There was also a strong relationship between the health insurance coverage of children and their parents. Almost nine out of 10 insured children had parents with the same insurance coverage. The greater likelihood of children being insured in families where the parents were married may be due to the additional chance of receiving employer-based health insurance coverage through two adults rather than one. Conversely, 25% of uninsured children had parents who were insured and 30% of children enrolled in Medicaid had parents who were uninsured. The vastly different Medicaid income eligibility criteria for adults and children would account for some of this difference for Medicaid. Thinking about how children and families seek services, providing insurance coverage to families, rather than to individual children or adults, would greatly improve both overall insurance coverage and utilization of services. Studies have indicated that children with uninsured parents are much less likely to utilize services than children with parents who have insurance.

Higher satisfaction ratings by Medicaid enrollees compared to those with private health insurance could be related to several factors. First, Medicaid insurance coverage may be less complex, from the insured’s perspective, than some private insurance plans. Second, Medicaid offers a comprehensive benefit package based on what is needed to keep a child healthy compared to an employer-based plan in which covered services are based on what an employer can afford. Third, there are no out-of-pocket expenses for Medicaid-covered services for children.
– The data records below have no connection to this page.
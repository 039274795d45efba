//! Entry points used by UI collaborators: turn any photo reference into a
//! displayable [`ResolvedImageSource`], and upload new photos while keeping
//! the resolution cache honest.

use crate::cache::{ResolutionCache, ResolutionStatsSnapshot};
use crate::config::ResolverConfig;
use crate::fetcher::AuthorizedFetcher;
use crate::inline::normalize_image_payload;
use crate::paths::{self, is_absolute_url, is_data_image_uri, pick_candidate};
use crate::session::TokenProvider;
use crate::transport::{HttpTransport, ImageTransport, PhotoUpload, TransportError};

use photoref_model::{RawImageReference, ResolvedImageSource};
use serde_json::Value;
use std::fmt::Display;
use std::sync::Arc;
use thiserror::Error;

pub const PARENT_PHOTO_PATH: &str = "/users/parent-photo";

const DEFAULT_FILE_NAME: &str = "photo.jpg";
const DEFAULT_MIME_TYPE: &str = "image/jpeg";
const UPLOAD_FAILED: &str = "Upload failed";

pub fn child_photo_path(child_id: impl Display) -> String {
    format!("/children/{child_id}/photo")
}

/// Photo picked by the user for upload.
#[derive(Debug, Clone, Default, PartialEq, Eq)]
pub struct PhotoFile {
    pub bytes: Vec<u8>,
    /// Defaults to `photo.jpg`.
    pub name: Option<String>,
    /// Defaults to `image/jpeg`.
    pub mime_type: Option<String>,
}

impl PhotoFile {
    pub fn new(bytes: impl Into<Vec<u8>>) -> Self {
        Self {
            bytes: bytes.into(),
            ..Self::default()
        }
    }

    pub fn named(mut self, name: impl Into<String>) -> Self {
        self.name = Some(name.into());
        self
    }

    pub fn with_mime_type(mut self, mime_type: impl Into<String>) -> Self {
        self.mime_type = Some(mime_type.into());
        self
    }
}

#[derive(Debug, Error)]
pub enum UploadError {
    #[error("Session expired. Please log in again.")]
    SessionExpired,

    #[error("Please select a photo to upload.")]
    MissingFile,

    #[error("{message}")]
    Rejected {
        status: u16,
        message: String,
        body: Option<Value>,
    },

    #[error(transparent)]
    Transport(#[from] TransportError),
}

impl UploadError {
    /// HTTP-style status for display; transport failures have none.
    pub fn status(&self) -> Option<u16> {
        match self {
            UploadError::SessionExpired => Some(401),
            UploadError::MissingFile => Some(400),
            UploadError::Rejected { status, .. } => Some(*status),
            UploadError::Transport(_) => None,
        }
    }
}

#[derive(Debug)]
struct ResolverInner {
    config: ResolverConfig,
    tokens: Arc<dyn TokenProvider>,
    transport: Arc<dyn ImageTransport>,
    fetcher: AuthorizedFetcher,
}

/// Cheap to clone; all clones share one cache.
#[derive(Debug, Clone)]
pub struct ImageResolver {
    inner: Arc<ResolverInner>,
}

impl ImageResolver {
    pub fn new(
        config: ResolverConfig,
        cache: Arc<ResolutionCache>,
        tokens: Arc<dyn TokenProvider>,
        transport: Arc<dyn ImageTransport>,
    ) -> Self {
        let fetcher = AuthorizedFetcher::new(
            config.base_url.clone(),
            cache,
            Arc::clone(&tokens),
            Arc::clone(&transport),
        );
        Self {
            inner: Arc::new(ResolverInner {
                config,
                tokens,
                transport,
                fetcher,
            }),
        }
    }

    /// Resolver backed by a reqwest [`HttpTransport`] built from `config`.
    pub fn http(
        config: ResolverConfig,
        cache: Arc<ResolutionCache>,
        tokens: Arc<dyn TokenProvider>,
    ) -> Result<Self, TransportError> {
        let transport = HttpTransport::new(&config)?;
        Ok(Self::new(config, cache, tokens, Arc::new(transport)))
    }

    pub fn config(&self) -> &ResolverConfig {
        &self.inner.config
    }

    pub fn cache(&self) -> &Arc<ResolutionCache> {
        self.inner.fetcher.cache()
    }

    pub fn stats(&self) -> ResolutionStatsSnapshot {
        self.cache().stats()
    }

    pub fn resolve_api_image_uri(
        &self,
        raw: Option<&str>,
        fallback: Option<&str>,
    ) -> Option<String> {
        paths::resolve_api_image_uri(self.base(), raw, fallback)
    }

    pub fn to_protected_path(
        &self,
        raw: Option<&str>,
        fallback: Option<&str>,
    ) -> Option<String> {
        paths::to_protected_path(self.base(), raw, fallback)
    }

    /// Resolve any reference to a displayable source.
    ///
    /// Inline payloads never touch the network. Absolute URLs are returned
    /// as-is with a bearer header when logged in. Everything else is fetched
    /// as a protected path and returned inline. Object references contribute
    /// their first truthy wrapper field. `None` means "show a placeholder".
    pub async fn build_source(
        &self,
        raw: &RawImageReference,
        fallback: Option<&str>,
    ) -> Option<ResolvedImageSource> {
        if let Some(data_uri) = normalize_image_payload(raw) {
            return Some(ResolvedImageSource::inline(data_uri));
        }

        let candidate = pick_candidate(raw.candidate_text(), fallback)?;
        if is_absolute_url(candidate) {
            return self.build_authorized_source(Some(candidate), None).await;
        }

        let data_uri = self.inner.fetcher.fetch_data_uri(candidate).await?;
        Some(ResolvedImageSource::inline(data_uri))
    }

    /// The URI a renderer should load itself, with credentials attached when
    /// a session exists. Data URIs never carry a header.
    pub async fn build_authorized_source(
        &self,
        raw: Option<&str>,
        fallback: Option<&str>,
    ) -> Option<ResolvedImageSource> {
        let candidate = pick_candidate(raw, fallback)?;
        if is_data_image_uri(candidate) {
            return Some(ResolvedImageSource::inline(candidate));
        }

        let uri = paths::resolve_api_image_uri(self.base(), Some(candidate), None)?;
        match self.inner.tokens.bearer_token().await {
            Some(token) => Some(ResolvedImageSource::with_bearer(uri, &token)),
            None => Some(ResolvedImageSource::inline(uri)),
        }
    }

    pub async fn parent_photo_source(
        &self,
        raw: &RawImageReference,
    ) -> Option<ResolvedImageSource> {
        self.build_source(raw, None).await
    }

    pub async fn child_photo_source(
        &self,
        child_id: impl Display,
        raw: &RawImageReference,
    ) -> Option<ResolvedImageSource> {
        let source = self.build_source(raw, None).await;
        if source.is_none() && !raw.is_null() {
            log::debug!("[ImageResolver] no photo for child {}", child_id);
        }
        source
    }

    /// Forget the resolved image for `path` so the next resolution refetches.
    pub fn invalidate(&self, path: &str) -> bool {
        self.inner
            .fetcher
            .cache_key(path)
            .is_some_and(|key| self.cache().invalidate(&key))
    }

    pub async fn upload_parent_photo(
        &self,
        file: PhotoFile,
    ) -> Result<Option<Value>, UploadError> {
        self.upload_photo(PARENT_PHOTO_PATH, file, None).await
    }

    pub async fn upload_child_photo(
        &self,
        child_id: impl Display,
        file: PhotoFile,
    ) -> Result<Option<Value>, UploadError> {
        self.upload_photo(&child_photo_path(child_id), file, None).await
    }

    /// Multipart upload to `path`. `child_id` is sent as a form field only
    /// for endpoints that expect it there rather than in the path.
    ///
    /// On success the cached image for `path` is dropped before returning the
    /// response body (when it is JSON).
    pub async fn upload_photo(
        &self,
        path: &str,
        file: PhotoFile,
        child_id: Option<&str>,
    ) -> Result<Option<Value>, UploadError> {
        let token = self
            .inner
            .tokens
            .bearer_token()
            .await
            .ok_or(UploadError::SessionExpired)?;
        if file.bytes.is_empty() {
            return Err(UploadError::MissingFile);
        }

        let upload = PhotoUpload {
            file_name: file
                .name
                .filter(|name| !name.trim().is_empty())
                .unwrap_or_else(|| DEFAULT_FILE_NAME.to_string()),
            mime_type: file
                .mime_type
                .filter(|mime| !mime.trim().is_empty())
                .unwrap_or_else(|| DEFAULT_MIME_TYPE.to_string()),
            bytes: file.bytes,
            child_id: child_id.map(str::to_string),
        };

        let url = self.inner.config.base_url.join(path);
        let response = self.inner.transport.upload_photo(&url, &token, upload).await?;
        let body = if response.is_json() {
            serde_json::from_slice::<Value>(&response.bytes).ok()
        } else {
            None
        };

        if !response.is_success() {
            return Err(UploadError::Rejected {
                status: response.status,
                message: upload_error_message(body.as_ref()),
                body,
            });
        }

        self.invalidate(path);
        log::debug!("[ImageResolver] uploaded photo to {}", path);
        Ok(body)
    }

    fn base(&self) -> &str {
        self.inner.config.base_url.as_str()
    }
}

/// `detail` (a string, or a validation list of `{msg}` entries joined by
/// newlines), then `message`, then a generic fallback.
fn upload_error_message(body: Option<&Value>) -> String {
    let Some(body) = body else {
        return UPLOAD_FAILED.to_string();
    };

    match body.get("detail") {
        Some(Value::String(detail)) if !detail.is_empty() => {
            return detail.clone();
        }
        Some(Value::Array(items)) => {
            let messages: Vec<&str> = items
                .iter()
                .filter_map(|item| item.get("msg").and_then(Value::as_str))
                .collect();
            if !messages.is_empty() {
                return messages.join("\n");
            }
        }
        _ => {}
    }

    body.get("message")
        .and_then(Value::as_str)
        .filter(|message| !message.is_empty())
        .unwrap_or(UPLOAD_FAILED)
        .to_string()
}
And fourth, health care coverage expectations for Medicaid enrollees could be lower than people with private insurance. These results were similar to findings from a study conducted with Iowa Medicaid enrollees where Medicaid coverage for children was rated higher than private insurance on factors including ability to meet their child’s health care needs, and types of services covered.

The association between insurance coverage and the child’s health status were different from findings in some other national studies.9 Uninsured children in Iowa were rated in better overall health and less likely to be defined as having a special health care need than those with private insurance or with Medicaid coverage. Uninsured children were also less likely to have needed health care in the previous year. Access barriers associated with not having health insurance were apparent, however, with uninsured children being most likely to report unmet need for medical care and problems getting prescription drugs.

Although uninsured children and children who had been uninsured in the previous year are both at higher risk of having problems accessing care, these two groups appeared very different. The significantly lower health status (and associated higher health care costs) of the children who were uninsured during the year may have created a more urgent incentive for parents to seek out insurance coverage for their children. The higher unmet need for care among uninsured children may indicate that not all parents are able to seek out insurance during times of need. Children who obtained health insurance during the year were twice as likely to transition to private insurance than to Medicaid.

Oral health is often considered separately from medical health and thus dental insurance is often provided separately from medical insurance. Children were four times more likely to be without dental insurance than medical insurance. The Medicaid program includes comprehensive medical and dental benefits for children, however, Medicaid’s comprehensive list of covered services did not correlate with better access to care. Medicaid enrollees had the highest unmet need for dental services. Many studies have identified low dentist participation in Medicaid as one of the key reasons for the higher unmet need for care.